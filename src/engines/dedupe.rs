//! Deduplication engine: exact signature matching, then optional fuzzy matching
//!
//! Each call runs Build-Signatures, Exact-Filter and (when enabled and the
//! caller is entitled) Fuzzy-Filter over its own fresh state. The first row
//! seen always wins; retained rows are never modified.

use regex::Regex;
use std::collections::HashMap;
use std::sync::OnceLock;
use tracing::{debug, info};

use crate::models::{
    composite_signature, value_text, DedupeConfig, DiffEntry, ErrorCode, RecipeError, Row,
    RunOptions,
};

use super::StepOutcome;
use crate::config::defaults::DEFAULT_FUZZY_THRESHOLD;

const EXACT_DELIMITER: &str = "||";

fn non_alphanumeric_runs() -> &'static Regex {
    static RE: OnceLock<Regex> = OnceLock::new();
    RE.get_or_init(|| Regex::new(r"[^\p{L}\p{N}]+").expect("valid composite regex"))
}

/// Lowercased key values with punctuation runs collapsed to single spaces
pub fn fuzzy_composite(row: &Row, keys: &[String]) -> String {
    let joined = keys
        .iter()
        .map(|k| value_text(row.get(k)).to_lowercase())
        .collect::<Vec<_>>()
        .join(" ");
    non_alphanumeric_runs()
        .replace_all(&joined, " ")
        .trim()
        .to_string()
}

#[derive(Debug, Clone)]
pub struct DedupeEngine {
    default_threshold: f64,
}

impl Default for DedupeEngine {
    fn default() -> Self {
        Self {
            default_threshold: DEFAULT_FUZZY_THRESHOLD,
        }
    }
}

impl DedupeEngine {
    /// Threshold applied when a recipe enables fuzzy matching without one
    pub fn with_default_threshold(default_threshold: f64) -> Self {
        Self { default_threshold }
    }

    pub fn run(&self, rows: &[Row], config: &DedupeConfig, options: RunOptions) -> StepOutcome {
        let mut outcome = StepOutcome::default();
        let label = config.keys.join(",");

        // (input index, row) of rows surviving the exact phase
        let mut survivors: Vec<(usize, &Row)> = Vec::with_capacity(rows.len());
        let mut first_seen: HashMap<String, usize> = HashMap::new();

        for (index, row) in rows.iter().enumerate() {
            let Some(signature) = composite_signature(row, &config.keys, EXACT_DELIMITER) else {
                survivors.push((index, row));
                continue;
            };
            match first_seen.get(&signature) {
                Some(&kept) => {
                    outcome.errors.push(RecipeError::row(
                        index,
                        Some(&label),
                        ErrorCode::DedupeExact,
                        format!("Exact duplicate of row {kept}"),
                    ));
                    outcome
                        .diff
                        .extend(DiffEntry::duplicate(index, row, &rows[kept]));
                }
                None => {
                    first_seen.insert(signature, index);
                    survivors.push((index, row));
                }
            }
        }

        let exact_dropped = rows.len() - survivors.len();
        let fuzzy = config.fuzzy.as_ref().filter(|f| f.enabled);

        let kept = match fuzzy {
            None => survivors,
            Some(_) if !options.allow_fuzzy => {
                info!("Fuzzy dedupe requested but not allowed for this caller");
                outcome.errors.push(RecipeError::recipe_level(
                    ErrorCode::DedupeFuzzyBlocked,
                    "Fuzzy deduplication is not available for this account; exact deduplication only",
                ));
                survivors
            }
            Some(fuzzy) => {
                let threshold = fuzzy.threshold.unwrap_or(self.default_threshold);
                let algorithm = fuzzy.algorithm.unwrap_or_default();
                let mut kept: Vec<(usize, &Row)> = Vec::with_capacity(survivors.len());
                let mut kept_composites: Vec<(usize, String)> = Vec::new();

                for (index, row) in survivors {
                    let composite = fuzzy_composite(row, &config.keys);
                    if composite.is_empty() {
                        kept.push((index, row));
                        continue;
                    }

                    let matched = kept_composites
                        .iter()
                        .map(|(kept_index, other)| {
                            (*kept_index, algorithm.similarity(&composite, other))
                        })
                        .find(|(_, score)| *score >= threshold);

                    match matched {
                        Some((kept_index, score)) => {
                            outcome.errors.push(RecipeError::row(
                                index,
                                Some(&label),
                                ErrorCode::DedupeFuzzy,
                                format!(
                                    "Likely duplicate of row {kept_index} (similarity {score:.2})"
                                ),
                            ));
                            outcome
                                .diff
                                .extend(DiffEntry::duplicate(index, row, &rows[kept_index]));
                        }
                        None => {
                            kept_composites.push((index, composite));
                            kept.push((index, row));
                        }
                    }
                }
                kept
            }
        };

        debug!(
            "Dedupe kept {} of {} rows ({} exact duplicates, {} fuzzy)",
            kept.len(),
            rows.len(),
            exact_dropped,
            rows.len() - exact_dropped - kept.len()
        );
        outcome.rows = kept.into_iter().map(|(_, row)| row.clone()).collect();
        outcome
    }
}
****
- ABOUT THIS EXERCISE: Retype each record above so that every word stays exactly the same.

- SOLUTION TO THIS TASK:
filename src/engines/dedupe.rs
//! Deduplication engine: exact signature matching, then optional fuzzy matching
//!
//! Each call runs Build-Signatures, Exact-Filter and (when enabled and the
//! caller is entitled) Fuzzy-Filter over its own fresh state. The first row
//! seen always wins; retained rows are never modified.

use regex::Regex;
use std::collections::HashMap;
use std::sync::OnceLock;
use tracing::{debug, info};

use crate::models::{
    composite_signature, value_text, DedupeConfig, DiffEntry, ErrorCode, RecipeError, Row,
    RunOptions,
};

use super::StepOutcome;
use crate::config::defaults::DEFAULT_FUZZY_THRESHOLD;

const EXACT_DELIMITER: &str = "||";

fn non_alphanumeric_runs() -> &'static Regex {
    static RE: OnceLock<Regex> = OnceLock::new();
    RE.get_or_init(|| Regex::new(r"[^\p{L}\p{N}]+").expect("valid composite regex"))
}

/// Lowercased key values with punctuation runs collapsed to single spaces
pub fn fuzzy_composite(row: &Row, keys: &[String]) -> String {
    let joined = keys
        .iter()
        .map(|k| value_text(row.get(k)).to_lowercase())
        .collect::<Vec<_>>()
        .join(" ");
    non_alphanumeric_runs()
        .replace_all(&joined, " ")
        .trim()
        .to_string()
}

#[derive(Debug, Clone)]
pub struct DedupeEngine {
    default_threshold: f64,
}

impl Default for DedupeEngine {
    fn default() -> Self {
        Self {
            default_threshold: DEFAULT_FUZZY_THRESHOLD,
        }
    }
}

impl DedupeEngine {
    /// Threshold applied when a recipe enables fuzzy matching without one
    pub fn with_default_threshold(default_threshold: f64) -> Self {
        Self { default_threshold }
    }

    pub fn run(&self, rows: &[Row], config: &DedupeConfig, options: RunOptions) -> StepOutcome {
        let mut outcome = StepOutcome::default();
        let label = config.keys.join(",");

        // (input index, row) of rows surviving the exact phase
        let mut survivors: Vec<(usize, &Row)> = Vec::with_capacity(rows.len());
        let mut first_seen: HashMap<String, usize> = HashMap::new();

        for (index, row) in rows.iter().enumerate() {
            let Some(signature) = composite_signature(row, &config.keys, EXACT_DELIMITER) else {
                survivors.push((index, row));
                continue;
            };
            match first_seen.get(&signature) {
                Some(&kept) => {
                    outcome.errors.push(RecipeError::row(
                        index,
                        Some(&label),
                        ErrorCode::DedupeExact,
                        format!("Exact duplicate of row {kept}"),
                    ));
                    outcome
                        .diff
                        .extend(DiffEntry::duplicate(index, row, &rows[kept]));
                }
                None => {
                    first_seen.insert(signature, index);
                    survivors.push((index, row));
                }
            }
        }

        let exact_dropped = rows.len() - survivors.len();
        let fuzzy = config.fuzzy.as_ref().filter(|f| f.enabled);

        let kept = match fuzzy {
            None => survivors,
            Some(_) if !options.allow_fuzzy => {
                info!("Fuzzy dedupe requested but not allowed for this caller");
                outcome.errors.push(RecipeError::recipe_level(
                    ErrorCode::DedupeFuzzyBlocked,
                    "Fuzzy deduplication is not available for this account; exact deduplication only",
                ));
                survivors
            }
            Some(fuzzy) => {
                let threshold = fuzzy.threshold.unwrap_or(self.default_threshold);
                let algorithm = fuzzy.algorithm.unwrap_or_default();
                let mut kept: Vec<(usize, &Row)> = Vec::with_capacity(survivors.len());
                let mut kept_composites: Vec<(usize, String)> = Vec::new();

                for (index, row) in survivors {
                    let composite = fuzzy_composite(row, &config.keys);
                    if composite.is_empty() {
                        kept.push((index, row));
                        continue;
                    }

                    let matched = kept_composites
                        .iter()
                        .map(|(kept_index, other)| {
                            (*kept_index, algorithm.similarity(&composite, other))
                        })
                        .find(|(_, score)| *score >= threshold);

                    match matched {
                        Some((kept_index, score)) => {
                            outcome.errors.push(RecipeError::row(
                                index,
                                Some(&label),
                                ErrorCode::DedupeFuzzy,
                                format!(
                                    "Likely duplicate of row {kept_index} (similarity {score:.2})"
                                ),
                            ));
                            outcome
                                .diff
                                .extend(DiffEntry::duplicate(index, row, &rows[kept_index]));
                        }
                        None => {
                            kept_composites.push((index, composite));
                            kept.push((index, row));
                        }
                    }
                }
                kept
            }
        };

        debug!(
            "Dedupe kept {} of {} rows ({} exact duplicates, {} fuzzy)",
            kept.len(),
            rows.len(),
            exact_dropped,
            rows.len() - exact_dropped - kept.len()
        );
        outcome.rows = kept.into_iter().map(|(_, row)| row.clone()).collect();
        outcome
    }
}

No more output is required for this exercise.